(The task):
Pull every line that includes the word "parser" from the data.

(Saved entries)
++++++++
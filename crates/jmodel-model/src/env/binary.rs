//! Class stubs to bindings.

use jmodel_classfile::access::*;
use jmodel_classfile::{
    BaseType, ClassStub, FieldStub, FieldType, MethodStub, ReturnType, TypeParameter,
};

use crate::binding::{
    qualified_from_binary, split_binary_name, AnnotationBinding, ClassBinding, ClassKind,
    ConstValue, FieldBinding, MethodBinding, Origin, ParamBinding, TypeBinding, TypeParamBinding,
    TypeVarOwner, ValueBinding,
};
use crate::flags::Modifiers;

use super::state::{EnvState, TypeLoc};

const CLASS_MASK: u16 =
    ACC_PUBLIC | ACC_PRIVATE | ACC_PROTECTED | ACC_STATIC | ACC_FINAL | ACC_ABSTRACT | ACC_STRICT;
const FIELD_MASK: u16 = ACC_PUBLIC
    | ACC_PRIVATE
    | ACC_PROTECTED
    | ACC_STATIC
    | ACC_FINAL
    | ACC_VOLATILE
    | ACC_TRANSIENT
    | ACC_SYNTHETIC;
const METHOD_MASK: u16 = ACC_PUBLIC
    | ACC_PRIVATE
    | ACC_PROTECTED
    | ACC_STATIC
    | ACC_FINAL
    | ACC_SYNCHRONIZED
    | ACC_NATIVE
    | ACC_ABSTRACT
    | ACC_STRICT
    | ACC_SYNTHETIC;

pub(crate) fn class_kind(stub: &ClassStub) -> ClassKind {
    let flags = stub.access_flags;
    if flags & ACC_ANNOTATION != 0 {
        ClassKind::Annotation
    } else if flags & ACC_INTERFACE != 0 {
        ClassKind::Interface
    } else if flags & ACC_ENUM != 0 {
        ClassKind::Enum
    } else if stub.super_class.as_deref() == Some("java/lang/Record") {
        ClassKind::Record
    } else {
        ClassKind::Class
    }
}

pub(crate) fn type_param_names(stub: &ClassStub) -> Vec<String> {
    stub.signature
        .as_ref()
        .map(|sig| sig.type_parameters.iter().map(|p| p.name.clone()).collect())
        .unwrap_or_default()
}

/// Simple name and binary name of each declared member class, in declaration order. javac
/// enters a class's own member classes into `InnerClasses` last-declared first.
pub(crate) fn member_types(stub: &ClassStub) -> Vec<(String, String)> {
    stub.member_classes
        .iter()
        .rev()
        .filter_map(|info| {
            Some((
                info.inner_name.clone()?,
                info.inner_class.replace('/', "."),
            ))
        })
        .collect()
}

pub(crate) fn direct_supertypes(stub: &ClassStub) -> Vec<String> {
    stub.super_class
        .iter()
        .chain(stub.interfaces.iter())
        .map(|internal| internal.replace('/', "."))
        .collect()
}

pub(crate) fn field_type(field: &FieldStub, owner: &dyn Fn(&str) -> TypeVarOwner) -> TypeBinding {
    match &field.signature {
        Some(sig) => TypeBinding::from_signature(sig, owner),
        None => TypeBinding::from_field_type(&field.descriptor),
    }
}

pub(crate) fn return_type(
    method: &MethodStub,
    owner: &dyn Fn(&str) -> TypeVarOwner,
) -> Option<TypeBinding> {
    if let Some(sig) = &method.signature {
        return Some(
            sig.return_type
                .as_ref()
                .map(|ty| TypeBinding::from_signature(ty, owner))
                .unwrap_or(TypeBinding::Void),
        );
    }
    Some(match &method.descriptor.return_type {
        ReturnType::Void => TypeBinding::Void,
        ReturnType::Type(ty) => TypeBinding::from_field_type(ty),
    })
}

impl EnvState {
    /// Resolves a type variable used inside `stub`: the class itself, then its enclosing classes.
    fn class_var_owner(&self, stub: &ClassStub, name: &str) -> TypeVarOwner {
        let binary_name = stub.binary_name();
        if type_param_names(stub).iter().any(|param| param == name) {
            return TypeVarOwner::Class(binary_name);
        }
        let mut outer = stub
            .nesting
            .as_ref()
            .and_then(|info| info.outer_class.as_ref())
            .map(|internal| internal.replace('/', "."));
        while let Some(outer_name) = outer {
            let Some(TypeLoc::Binary(outer_stub)) = self.type_loc(&outer_name) else {
                break;
            };
            if type_param_names(outer_stub).iter().any(|param| param == name) {
                return TypeVarOwner::Class(outer_name);
            }
            outer = outer_stub
                .nesting
                .as_ref()
                .and_then(|info| info.outer_class.as_ref())
                .map(|internal| internal.replace('/', "."));
        }
        TypeVarOwner::Class(binary_name)
    }

    pub(crate) fn bind_stub(&self, stub: &ClassStub) -> ClassBinding {
        let binary_name = stub.binary_name();
        let (package, fallback_simple) = split_binary_name(&binary_name);
        let package = package.to_string();
        let simple_name = stub
            .nesting
            .as_ref()
            .and_then(|info| info.inner_name.clone())
            .unwrap_or_else(|| fallback_simple.to_string());
        let kind = class_kind(stub);
        let class_owner = |name: &str| self.class_var_owner(stub, name);

        let mut modifiers = Modifiers::from_bits(u32::from(stub.declared_access_flags() & CLASS_MASK));
        if kind.is_interface() {
            // Required by the JVM for interfaces; hand-written class files sometimes omit it.
            modifiers.insert(Modifiers::ABSTRACT);
        }

        let type_params = stub
            .signature
            .as_ref()
            .map(|sig| {
                sig.type_parameters
                    .iter()
                    .map(|param| type_param(param, &class_owner))
                    .collect()
            })
            .unwrap_or_default();

        let super_class = if kind.is_interface() || binary_name == "java.lang.Object" {
            None
        } else {
            match &stub.signature {
                Some(sig) => Some(TypeBinding::from_class_signature(&sig.super_class, &class_owner)),
                None => stub
                    .super_class
                    .as_ref()
                    .map(|internal| TypeBinding::class(internal.replace('/', "."))),
            }
        };
        let interfaces = match &stub.signature {
            Some(sig) => sig
                .interfaces
                .iter()
                .map(|iface| TypeBinding::from_class_signature(iface, &class_owner))
                .collect(),
            None => stub
                .interfaces
                .iter()
                .map(|internal| TypeBinding::class(internal.replace('/', ".")))
                .collect(),
        };

        let fields = stub
            .fields
            .iter()
            .map(|field| FieldBinding {
                name: field.name.clone(),
                modifiers: Modifiers::from_bits(u32::from(field.access_flags & FIELD_MASK)),
                ty: field_type(field, &class_owner),
                constant: field.constant_value.as_ref().map(ConstValue::from_class_value),
                is_enum_constant: field.access_flags & ACC_ENUM != 0,
                annotations: annotations(&field.annotations),
            })
            .collect();

        let methods = stub
            .methods
            .iter()
            .filter(|method| method.name != "<clinit>")
            .map(|method| self.bind_method(stub, kind, &simple_name, method))
            .collect();

        let enclosing = stub
            .nesting
            .as_ref()
            .and_then(|info| info.outer_class.as_ref())
            .map(|internal| internal.replace('/', "."));

        ClassBinding {
            qualified_name: qualified_from_binary(&binary_name),
            binary_name,
            package,
            simple_name,
            kind,
            modifiers,
            origin: Origin::Binary,
            enclosing,
            member_types: member_types(stub).into_iter().map(|(_, binary)| binary).collect(),
            type_params,
            super_class,
            interfaces,
            fields,
            methods,
            annotations: annotations(&stub.annotations),
            source_path: None,
        }
    }

    fn bind_method(
        &self,
        stub: &ClassStub,
        kind: ClassKind,
        simple_name: &str,
        method: &MethodStub,
    ) -> MethodBinding {
        let class_name = stub.binary_name();
        let is_constructor = method.name == "<init>";
        let name = if is_constructor {
            simple_name.to_string()
        } else {
            method.name.clone()
        };
        let flags = method.access_flags;
        let mut modifiers = Modifiers::from_bits(u32::from(flags & METHOD_MASK));
        if flags & ACC_BRIDGE != 0 {
            modifiers.insert(Modifiers::BRIDGE);
        }
        if kind.is_interface() && flags & (ACC_ABSTRACT | ACC_STATIC | ACC_PRIVATE) == 0 {
            modifiers.insert(Modifiers::DEFAULT);
        }
        if kind == ClassKind::Enum && flags & ACC_STATIC != 0 {
            let descriptor = method.descriptor.to_descriptor();
            let implicit = (method.name == "values" && descriptor.starts_with("()"))
                || (method.name == "valueOf" && descriptor.starts_with("(Ljava/lang/String;)"));
            if implicit {
                modifiers.insert(Modifiers::GENERATED);
            }
        }

        let method_type_params: Vec<String> = method
            .signature
            .as_ref()
            .map(|sig| sig.type_parameters.iter().map(|p| p.name.clone()).collect())
            .unwrap_or_default();
        // Signatures omit leading synthetic parameters (outer instance, enum name/ordinal) that
        // the descriptor and `MethodParameters` still carry.
        let skipped = match &method.signature {
            Some(sig) => method.descriptor.params.len().saturating_sub(sig.parameters.len()),
            None => implicit_leading_params(stub, kind, method),
        };
        let arity = method
            .signature
            .as_ref()
            .map(|sig| sig.parameters.len())
            .unwrap_or(method.descriptor.params.len() - skipped);
        let method_owner = TypeVarOwner::Method {
            class: class_name.clone(),
            method: name.clone(),
            arity,
        };
        let owner = |var: &str| {
            if method_type_params.iter().any(|param| param == var) {
                method_owner.clone()
            } else {
                self.class_var_owner(stub, var)
            }
        };

        let param_types: Vec<TypeBinding> = match &method.signature {
            Some(sig) => sig
                .parameters
                .iter()
                .map(|ty| TypeBinding::from_signature(ty, &owner))
                .collect(),
            None => method
                .descriptor
                .params
                .iter()
                .skip(skipped)
                .map(TypeBinding::from_field_type)
                .collect(),
        };
        let names = method.parameter_names.as_deref().unwrap_or(&[]);
        // javac sizes parameter annotations to the declared parameters only.
        let annotation_skip = if method.parameter_annotations.len() < method.descriptor.params.len() {
            0
        } else {
            skipped
        };
        let params = param_types
            .into_iter()
            .enumerate()
            .map(|(idx, ty)| {
                let slot = idx + skipped;
                ParamBinding {
                    name: names.get(slot).cloned().flatten(),
                    modifiers: method
                        .parameter_flags
                        .get(slot)
                        .map(|flags| Modifiers::from_bits(u32::from(flags & ACC_FINAL)))
                        .unwrap_or(Modifiers::NONE),
                    ty,
                    annotations: method
                        .parameter_annotations
                        .get(idx + annotation_skip)
                        .map(|anns| annotations(anns))
                        .unwrap_or_default(),
                }
            })
            .collect();

        let throws = match &method.signature {
            Some(sig) if !sig.throws.is_empty() => sig
                .throws
                .iter()
                .map(|ty| TypeBinding::from_signature(ty, &owner))
                .collect(),
            _ => method
                .exceptions
                .iter()
                .map(|internal| TypeBinding::class(internal.replace('/', ".")))
                .collect(),
        };

        MethodBinding {
            name,
            modifiers,
            is_constructor,
            is_varargs: flags & ACC_VARARGS != 0,
            type_params: method
                .signature
                .as_ref()
                .map(|sig| {
                    sig.type_parameters
                        .iter()
                        .map(|param| type_param(param, &owner))
                        .collect()
                })
                .unwrap_or_default(),
            params,
            return_type: if is_constructor {
                None
            } else {
                return_type(method, &owner)
            },
            throws,
            default_value: method
                .annotation_default
                .as_ref()
                .map(ValueBinding::from_element_value),
            annotations: annotations(&method.annotations),
        }
    }
}

/// Descriptor slots a constructor without a `Signature` carries ahead of its declared
/// parameters: the enclosing instance of an inner member class, or an enum constant's name and
/// ordinal. `MethodParameters`, when present, must flag each of them synthetic or mandated.
fn implicit_leading_params(stub: &ClassStub, kind: ClassKind, method: &MethodStub) -> usize {
    if method.name != "<init>" {
        return 0;
    }
    let params = &method.descriptor.params;
    let expected = match kind {
        ClassKind::Enum => {
            let name_and_ordinal = matches!(
                params.as_slice(),
                [FieldType::Object(name), FieldType::Base(BaseType::Int), ..]
                    if name == "java/lang/String"
            );
            if name_and_ordinal {
                2
            } else {
                0
            }
        }
        ClassKind::Class => match (&stub.nesting, params.first()) {
            (Some(info), Some(FieldType::Object(first)))
                if info.inner_name.is_some()
                    && info.access_flags & ACC_STATIC == 0
                    && info.outer_class.as_deref() == Some(first.as_str()) =>
            {
                1
            }
            _ => 0,
        },
        _ => 0,
    };
    if method.parameter_flags.is_empty() {
        return expected;
    }
    method
        .parameter_flags
        .iter()
        .take(expected)
        .take_while(|flags| **flags & (ACC_SYNTHETIC | ACC_MANDATED) != 0)
        .count()
}

fn type_param(param: &TypeParameter, owner: &dyn Fn(&str) -> TypeVarOwner) -> TypeParamBinding {
    TypeParamBinding {
        name: param.name.clone(),
        bounds: param
            .bounds()
            .map(|bound| TypeBinding::from_signature(bound, owner))
            .collect(),
        annotations: Vec::new(),
    }
}

fn annotations(annotations: &[jmodel_classfile::Annotation]) -> Vec<AnnotationBinding> {
    annotations
        .iter()
        .map(AnnotationBinding::from_class_annotation)
        .collect()
}
//! Declaration-level Java parser.
//!
//! [`parse`] turns a compilation unit into an [`ast::CompilationUnit`] holding package,
//! imports and type declarations down to member signatures, field initializers and
//! annotation values. Method bodies are skipped. Parsing never fails: malformed input yields
//! partial declarations plus [`ParseError`]s.

pub mod ast;
mod expr;
mod lexer;
mod literals;
mod parser;

use serde::Serialize;

pub use ast::*;
pub use literals::{
    parse_double_literal, parse_float_literal, parse_int_literal, parse_literal,
    parse_long_literal, unescape_char_literal, unescape_string_literal, unescape_text_block,
    LiteralError, LiteralValue,
};

/// Half-open byte range into the source text.
#[derive(Debug, Clone, Copy, Default, PartialEq, Eq, Hash, PartialOrd, Ord, Serialize)]
pub struct Span {
    pub start: usize,
    pub end: usize,
}

impl Span {
    #[inline]
    pub fn new(start: usize, end: usize) -> Self {
        debug_assert!(start <= end);
        Self { start, end }
    }

    #[inline]
    pub fn len(self) -> usize {
        self.end - self.start
    }

    #[inline]
    pub fn is_empty(self) -> bool {
        self.start == self.end
    }

    pub fn contains(self, offset: usize) -> bool {
        self.start <= offset && offset < self.end
    }
}

#[derive(Debug, Clone, PartialEq, Eq, Serialize, thiserror::Error)]
#[error("{message}")]
pub struct ParseError {
    pub message: String,
    pub range: Span,
}

impl ParseError {
    pub fn new(message: impl Into<String>, range: Span) -> Self {
        Self {
            message: message.into(),
            range,
        }
    }
}

#[derive(Debug, Clone)]
pub struct Parse {
    compilation_unit: CompilationUnit,
    errors: Vec<ParseError>,
}

impl Parse {
    pub fn compilation_unit(&self) -> &CompilationUnit {
        &self.compilation_unit
    }

    pub fn errors(&self) -> &[ParseError] {
        &self.errors
    }

    pub fn into_parts(self) -> (CompilationUnit, Vec<ParseError>) {
        (self.compilation_unit, self.errors)
    }
}

pub fn parse(text: &str) -> Parse {
    let (tokens, mut errors) = lexer::Lexer::new(text).tokenize();
    let mut parser = parser::Parser::new(tokens, text.len());
    let compilation_unit = parser.parse_compilation_unit();
    errors.append(&mut parser.errors);
    errors.sort_by_key(|error| error.range.start);
    tracing::trace!(
        target: "jmodel.syntax",
        types = compilation_unit.types.len(),
        errors = errors.len(),
        "parsed compilation unit"
    );
    Parse {
        compilation_unit,
        errors,
    }
}

/// Parses a standalone expression, e.g. a constant typed by a user.
pub fn parse_expression(text: &str) -> (Expr, Vec<ParseError>) {
    let (tokens, mut errors) = lexer::Lexer::new(text).tokenize();
    let mut parser = parser::Parser::new(tokens, text.len());
    let expr = parser.parse_expr_or_opaque(&[]);
    if !parser.is_eof() {
        parser.error_here("unexpected token after expression");
    }
    errors.append(&mut parser.errors);
    (expr, errors)
}

/// Zero-based line and UTF-8 column of a byte offset.
pub fn line_col(text: &str, offset: usize) -> (usize, usize) {
    let mut offset = offset.min(text.len());
    while !text.is_char_boundary(offset) {
        offset -= 1;
    }
    let before = &text[..offset];
    let line = before.matches('\n').count();
    let col = before.rfind('\n').map_or(offset, |idx| offset - idx - 1);
    (line, col)
}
++++++++
(Answer to the problem):
//! Declaration-level Java parser.
mod parser;
    let mut parser = parser::Parser::new(tokens, text.len());
    let compilation_unit = parser.parse_compilation_unit();
    errors.append(&mut parser.errors);
    let mut parser = parser::Parser::new(tokens, text.len());
    let expr = parser.parse_expr_or_opaque(&[]);
    if !parser.is_eof() {
        parser.error_here("unexpected token after expression");
    errors.append(&mut parser.errors);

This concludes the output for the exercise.